One was the case of a teenager murdered in 1981. Months after she went missing, a skull was found on a farm in another county. Police turned to Dr. Bass and wondered if the skull was from the missing teen. Dr. Bass confirmed the identity with the help of dental records, and then determined the cause of death by examining damage to the skull. The other case involved a woman who had died at home but whose cause of death was uncertain. Dr. Bass’s examination of the skeleton helped the police rule out foul play.
Each case involved looking at evidence as a scientist would, he explained. “This is what forensic people do,” he said. “You’ve got a puzzle. You’re putting all these pieces together and saying, ‘I know what happened here.’”
Teamwork is essential, he said. “In CSI, one person has all the answers. Forensics isn’t like that,” he said.
Monday’s lecture was part science, part gruesome detail, part humor. “If you make it fun they will learn the science and have fun, too,” Dr. Bass said.
Dr. Bass founded the University of Tennessee’s Anthropology Research Facility known as the “Body Farm,” in 1971 to study human decomposition, allowing forensic anthropologists to better answer questions about how long a body had been decaying. He is the co-author of several nonfiction books, including “Death’s Acre” and “Beyond the Body Farm,” and he has written a series of mystery/crime novels with journalist Jon Jefferson under the pseudonym “Jefferson Bass.”
He became involved with University of Lynchburg earlier this year when he was searching for a place to donate the Civil War diary of his great-grandfather, who served in the Confederacy and was in Appomattox when Robert E. Lee surrendered to Ulysses S. Grant. After inheriting the ancestor’s diaries from an uncle, Dr. Bass considered several places where the book could be conserved.

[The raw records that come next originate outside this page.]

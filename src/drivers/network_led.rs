//! Network-status LED (single GPIO, active-low).

use crate::drivers::hw_init;
use crate::pins;

pub struct NetworkLed {
    gpio: i32,
    on: bool,
}

impl Default for NetworkLed {
    fn default() -> Self {
        Self::new(pins::NETWORK_LED_GPIO)
    }
}

impl NetworkLed {
    pub fn new(gpio: i32) -> Self {
        Self { gpio, on: false }
    }

    pub fn set(&mut self, on: bool) {
        hw_init::gpio_write(self.gpio, !on);
        self.on = on;
    }

    pub fn is_on(&self) -> bool {
        self.on
    }
}
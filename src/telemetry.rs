//! Sensor sampling, altitude compensation and session maxima.
//!
//! The [`Sampler`] turns one raw reading into a [`TelemetrySample`]:
//!
//! ```text
//!   SensorPort::read_raw ──▶ plausibility check ──▶ altitude compensation
//!                                                      │
//!                                   TelemetrySample ◀──┘
//! ```
//!
//! The SCD30 assumes sea-level pressure unless told otherwise, so CO2 is
//! scaled by the ratio of standard pressure to the barometric pressure
//! expected at the configured altitude.  The same ratio reduces the
//! station pressure from the LPS22HH to sea level for reporting.

use serde::Serialize;

use crate::app::ports::SensorPort;
use crate::config::{MAX_ALTITUDE_M, MIN_ALTITUDE_M};
use crate::error::{SensorError, ValidationError};
use crate::scheduler::Millis;

/// Standard sea-level pressure (hPa).
pub const SEA_LEVEL_HPA: f32 = 1013.25;

// Physically plausible envelope of the sensor pair.
const CO2_RANGE_PPM: core::ops::RangeInclusive<f32> = 0.0..=40_000.0;
const TEMPERATURE_RANGE_C: core::ops::RangeInclusive<f32> = -40.0..=125.0;
const HUMIDITY_RANGE_PCT: core::ops::RangeInclusive<f32> = 0.0..=100.0;
const PRESSURE_RANGE_HPA: core::ops::RangeInclusive<f32> = 260.0..=1260.0;

/// One uncompensated reading straight off the bus.
#[derive(Debug, Clone, Copy, PartialEq)]
pub struct RawReading {
    pub co2_ppm: f32,
    pub temperature_c: f32,
    pub humidity_pct: f32,
    /// Station (uncorrected) pressure.
    pub pressure_hpa: f32,
}

/// One validated, altitude-compensated sample.
#[derive(Debug, Clone, Copy, PartialEq)]
pub struct TelemetrySample {
    pub temperature_c: f32,
    pub humidity_pct: f32,
    /// Sea-level-reduced pressure.
    pub pressure_hpa: f32,
    pub co2_ppm: i32,
    pub timestamp: Millis,
}

/// Expected barometric pressure at `altitude_m`, standard atmosphere.
pub fn pressure_at_altitude(altitude_m: i32) -> f32 {
    SEA_LEVEL_HPA * (1.0 - 2.255_77e-5 * altitude_m as f32).powf(5.255_88)
}

/// Multiplier applied to CO2 and station pressure for `altitude_m`.
pub fn compensation_factor(altitude_m: i32) -> f32 {
    SEA_LEVEL_HPA / pressure_at_altitude(altitude_m)
}

// ═══════════════════════════════════════════════════════════════
//  Sampler
// ═══════════════════════════════════════════════════════════════

/// Reads and compensates sensor data.  The altitude is the only state
/// and is changed through the twin.
pub struct Sampler {
    altitude_m: i32,
    factor: f32,
}

impl Sampler {
    pub fn new(altitude_m: i32) -> Self {
        Self {
            altitude_m,
            factor: compensation_factor(altitude_m),
        }
    }

    pub fn altitude_m(&self) -> i32 {
        self.altitude_m
    }

    /// Replace the installation altitude.  Applies from the next sample.
    pub fn set_altitude(&mut self, altitude_m: i32) -> Result<(), ValidationError> {
        if !(MIN_ALTITUDE_M..=MAX_ALTITUDE_M).contains(&altitude_m) {
            return Err(ValidationError::OutOfRange);
        }
        self.altitude_m = altitude_m;
        self.factor = compensation_factor(altitude_m);
        Ok(())
    }

    /// Take one sample.  On error nothing is produced and no state changes.
    pub fn sample(
        &self,
        sensor: &mut impl SensorPort,
        now: Millis,
    ) -> Result<TelemetrySample, SensorError> {
        let raw = sensor.read_raw()?;
        self.compensate(&raw, now)
    }

    /// Validate and compensate one raw reading.
    pub fn compensate(&self, raw: &RawReading, now: Millis) -> Result<TelemetrySample, SensorError> {
        let plausible = CO2_RANGE_PPM.contains(&raw.co2_ppm)
            && TEMPERATURE_RANGE_C.contains(&raw.temperature_c)
            && HUMIDITY_RANGE_PCT.contains(&raw.humidity_pct)
            && PRESSURE_RANGE_HPA.contains(&raw.pressure_hpa);
        if !plausible {
            return Err(SensorError::OutOfRange);
        }

        Ok(TelemetrySample {
            temperature_c: raw.temperature_c,
            humidity_pct: raw.humidity_pct,
            pressure_hpa: raw.pressure_hpa * self.factor,
            co2_ppm: (raw.co2_ppm * self.factor).round() as i32,
            timestamp: now,
        })
    }
}

// ═══════════════════════════════════════════════════════════════
//  Session maxima
// ═══════════════════════════════════════════════════════════════

/// Running per-field maxima since boot.  `None` until the first sample.
#[derive(Debug, Clone, Copy, Default, PartialEq)]
pub struct SessionMaxima {
    pub temperature_c: Option<f32>,
    pub humidity_pct: Option<f32>,
    pub pressure_hpa: Option<f32>,
    pub co2_ppm: Option<i32>,
}

impl SessionMaxima {
    pub fn update(&mut self, sample: &TelemetrySample) {
        fn raise<T: PartialOrd + Copy>(slot: &mut Option<T>, v: T) {
            match slot {
                Some(max) if *max >= v => {}
                _ => *slot = Some(v),
            }
        }
        raise(&mut self.temperature_c, sample.temperature_c);
        raise(&mut self.humidity_pct, sample.humidity_pct);
        raise(&mut self.pressure_hpa, sample.pressure_hpa);
        raise(&mut self.co2_ppm, sample.co2_ppm);
    }
}

// ═══════════════════════════════════════════════════════════════
//  Telemetry payload
// ═══════════════════════════════════════════════════════════════

/// JSON body of the periodic telemetry message.
#[derive(Debug, Clone, Copy, Serialize)]
pub struct TelemetryPayload {
    pub temperature: f32,
    pub humidity: f32,
    pub pressure: f32,
    #[serde(rename = "co2")]
    pub co2_ppm: i32,
}

impl From<&TelemetrySample> for TelemetryPayload {
    fn from(s: &TelemetrySample) -> Self {
        Self {
            temperature: s.temperature_c,
            humidity: s.humidity_pct,
            pressure: s.pressure_hpa,
            co2_ppm: s.co2_ppm,
        }
    }
}

impl TelemetryPayload {
    pub fn to_json(&self) -> Result<String, serde_json::Error> {
        serde_json::to_string(self)
    }
}

#[cfg(test)]
mod tests {
    use super::*;

    fn raw(co2: f32) -> RawReading {
        RawReading {
            co2_ppm: co2,
            temperature_c: 21.5,
            humidity_pct: 40.0,
            pressure_hpa: 1000.0,
        }
    }

    #[test]
    fn sea_level_is_uncompensated() {
        let s = Sampler::new(0).compensate(&raw(800.0), 7).unwrap();
        assert_eq!(s.co2_ppm, 800);
        assert!((s.pressure_hpa - 1000.0).abs() < 0.01);
        assert_eq!(s.timestamp, 7);
    }

    #[test]
    fn altitude_raises_co2_and_pressure() {
        // ~1500 m: standard pressure is roughly 845 hPa.
        let p = pressure_at_altitude(1500);
        assert!((p - 845.6).abs() < 1.0, "p = {p}");

        let s = Sampler::new(1500).compensate(&raw(800.0), 0).unwrap();
        assert!(s.co2_ppm > 950 && s.co2_ppm < 970, "co2 = {}", s.co2_ppm);
        assert!(s.pressure_hpa > 1190.0);
    }

    #[test]
    fn below_sea_level_lowers_co2() {
        let s = Sampler::new(-400).compensate(&raw(800.0), 0).unwrap();
        assert!(s.co2_ppm < 800);
    }

    #[test]
    fn implausible_reading_rejected() {
        let sampler = Sampler::new(0);
        assert_eq!(
            sampler.compensate(&raw(-5.0), 0),
            Err(SensorError::OutOfRange)
        );
        let mut r = raw(800.0);
        r.humidity_pct = 130.0;
        assert_eq!(sampler.compensate(&r, 0), Err(SensorError::OutOfRange));
        r = raw(f32::NAN);
        assert_eq!(sampler.compensate(&r, 0), Err(SensorError::OutOfRange));
    }

    #[test]
    fn altitude_range_enforced() {
        let mut sampler = Sampler::new(0);
        assert_eq!(sampler.set_altitude(9_001), Err(ValidationError::OutOfRange));
        assert_eq!(sampler.set_altitude(-501), Err(ValidationError::OutOfRange));
        assert_eq!(sampler.altitude_m(), 0);
        assert_eq!(sampler.set_altitude(350), Ok(()));
        assert_eq!(sampler.altitude_m(), 350);
    }

    #[test]
    fn maxima_track_each_field_independently() {
        let sampler = Sampler::new(0);
        let mut max = SessionMaxima::default();
        assert_eq!(max.co2_ppm, None);

        let mut a = raw(900.0);
        a.temperature_c = 25.0;
        max.update(&sampler.compensate(&a, 0).unwrap());

        let mut b = raw(700.0);
        b.temperature_c = 27.0;
        max.update(&sampler.compensate(&b, 1).unwrap());

        assert_eq!(max.co2_ppm, Some(900));
        assert_eq!(max.temperature_c, Some(27.0));
    }

    #[test]
    fn payload_field_names() {
        let s = Sampler::new(0).compensate(&raw(812.0), 0).unwrap();
        let json = TelemetryPayload::from(&s).to_json().unwrap();
        let v: serde_json::Value = serde_json::from_str(&json).unwrap();
        assert_eq!(v["co2"], 812);
        assert_eq!(v["temperature"], 21.5);
        assert!(v.get("timestamp").is_none());
    }
}
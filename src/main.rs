//! CO2 Monitor Firmware: Main Entry Point
//!
//! Hexagonal architecture with a single cooperative event loop.
//!
//! ```text
//! ┌────────────────────────────────────────────────────────────────┐
//! │                      Adapters (outer ring)                     │
//! │                                                                │
//! │  HardwareAdapter   LogEventSink   OfflineCloud   SystemAdapter │
//! │  (Sensor+Actuator) (EventSink)    (CloudPort)    (SystemPort)  │
//! │                                                                │
//! │  ──────────────── Port Trait Boundary ───────────────────      │
//! │                                                                │
//! │  ┌────────────────────────────────────────────────────────┐    │
//! │  │              AppService (pure logic)                   │    │
//! │  │  Sampler · Alarm FSM · Twin · Update gate · Liveness   │    │
//! │  └────────────────────────────────────────────────────────┘    │
//! │                                                                │
//! │  Scheduler (timer registry) → EventQueue → EventLoop           │
//! └────────────────────────────────────────────────────────────────┘
//! ```

use anyhow::Result;
use esp_idf_hal::delay::{Ets, FreeRtos};
use esp_idf_hal::i2c::{I2cConfig, I2cDriver};
use esp_idf_hal::peripherals::Peripherals;
use esp_idf_hal::prelude::*;
use log::info;

use co2monitor::adapters::cloud::OfflineCloud;
use co2monitor::adapters::hardware::HardwareAdapter;
use co2monitor::adapters::log_sink::LogEventSink;
use co2monitor::adapters::system::SystemAdapter;
use co2monitor::adapters::time::Esp32TimeAdapter;
use co2monitor::app::ports::Ports;
use co2monitor::app::service::Flow;
use co2monitor::config::{SystemConfig, FIRMWARE_VERSION};
use co2monitor::drivers::button::ButtonDriver;
use co2monitor::drivers::buzzer::BuzzerDriver;
use co2monitor::drivers::hw_init;
use co2monitor::drivers::network_led::NetworkLed;
use co2monitor::drivers::status_led::StatusLed;
use co2monitor::drivers::watchdog::Watchdog;
use co2monitor::pins;
use co2monitor::runtime::EventLoop;
use co2monitor::sensors::SensorHub;
use co2monitor::supervisor::{init_step, ExitCode};

/// Longest idle wait between loop iterations (milliseconds).
const MAX_IDLE_MS: u64 = 50;

fn main() -> Result<()> {
    // ── 1. ESP-IDF bootstrap ──────────────────────────────────
    esp_idf_svc::sys::link_patches();
    esp_idf_logger::init()?;

    info!("╔══════════════════════════════════════╗");
    info!("║  CO2 Monitor v{}                   ║", FIRMWARE_VERSION);
    info!("╚══════════════════════════════════════╝");

    let config = SystemConfig::default();
    init_step("Config validation", config.validate()).unwrap_or_else(|c| restart(c));

    // ── 2. Peripherals ────────────────────────────────────────
    init_step("HAL init", hw_init::init_peripherals()).unwrap_or_else(|c| restart(c));

    let peripherals =
        init_step("Peripherals", Peripherals::take()).unwrap_or_else(|c| restart(c));
    let i2c = init_step(
        "I2C bus",
        I2cDriver::new(
            peripherals.i2c0,
            peripherals.pins.gpio8,
            peripherals.pins.gpio9,
            &I2cConfig::new().baudrate(100.kHz().into()),
        ),
    )
    .unwrap_or_else(|c| restart(c));

    let mut sensor_hub = SensorHub::new(i2c, Ets);
    let interval_secs = (config.sample_interval_ms / 1000).max(2) as u16;
    init_step("Sensor init", sensor_hub.init(interval_secs)).unwrap_or_else(|c| restart(c));

    let watchdog = init_step("Watchdog init", Watchdog::new(config.watchdog_timeout_ms))
        .unwrap_or_else(|c| restart(c));

    // ── 3. Adapters ───────────────────────────────────────────
    let time = Esp32TimeAdapter::new();
    let io = Ports {
        hw: HardwareAdapter::new(
            sensor_hub,
            BuzzerDriver::new(),
            StatusLed::new(),
            NetworkLed::default(),
            ButtonDriver::new(pins::BUTTON_B_GPIO),
        ),
        cloud: OfflineCloud::new(),
        system: SystemAdapter::new(watchdog),
        sink: LogEventSink::new(),
    };

    // ── 4. Event loop ─────────────────────────────────────────
    let mut event_loop = init_step(
        "Startup",
        EventLoop::new(config, time.startup_utc(), io, time.uptime_ms()),
    )
    .unwrap_or_else(|c| restart(c));
    info!("System ready. Entering event loop.");

    loop {
        let now = time.uptime_ms();
        if let Flow::Exit(code) = event_loop.step(now) {
            restart(code);
        }

        let wait = event_loop
            .next_deadline()
            .map_or(MAX_IDLE_MS, |at| at.saturating_sub(time.uptime_ms()))
            .min(MAX_IDLE_MS);
        FreeRtos::delay_ms(wait.max(1) as u32);
    }
}

/// Teardown is restart-based: log the cause and reboot.
fn restart(code: ExitCode) -> ! {
    info!("Exiting with {code}");
    // SAFETY: esp_restart never returns; all actuators were switched off
    // by the DelayedRestart handler or were never enabled.
    unsafe { esp_idf_svc::sys::esp_restart() }
}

His brother-in-law introduced him to Greg Starbuck, director of Historical Sandusky, the house-museum that University of Lynchburg owns and operates. Dr. Bass was impressed by the home and the archeology research lab on site. But he knew he had found the right place for the diary when he learned that students were involved in hands-on work to digitize other Civil War diaries and letters housed at Sandusky.
Dr. Bass said it reminded him of the important experience he had as a college senior studying psychology when a faculty member got him involved with research. “I had that experience of being a student and working for a faculty member on something that was exciting to work on,” he said. “Starbuck is doing that for students now. This guy knows how to interest students now, how to get them interested in history or artifacts. I want to support that.”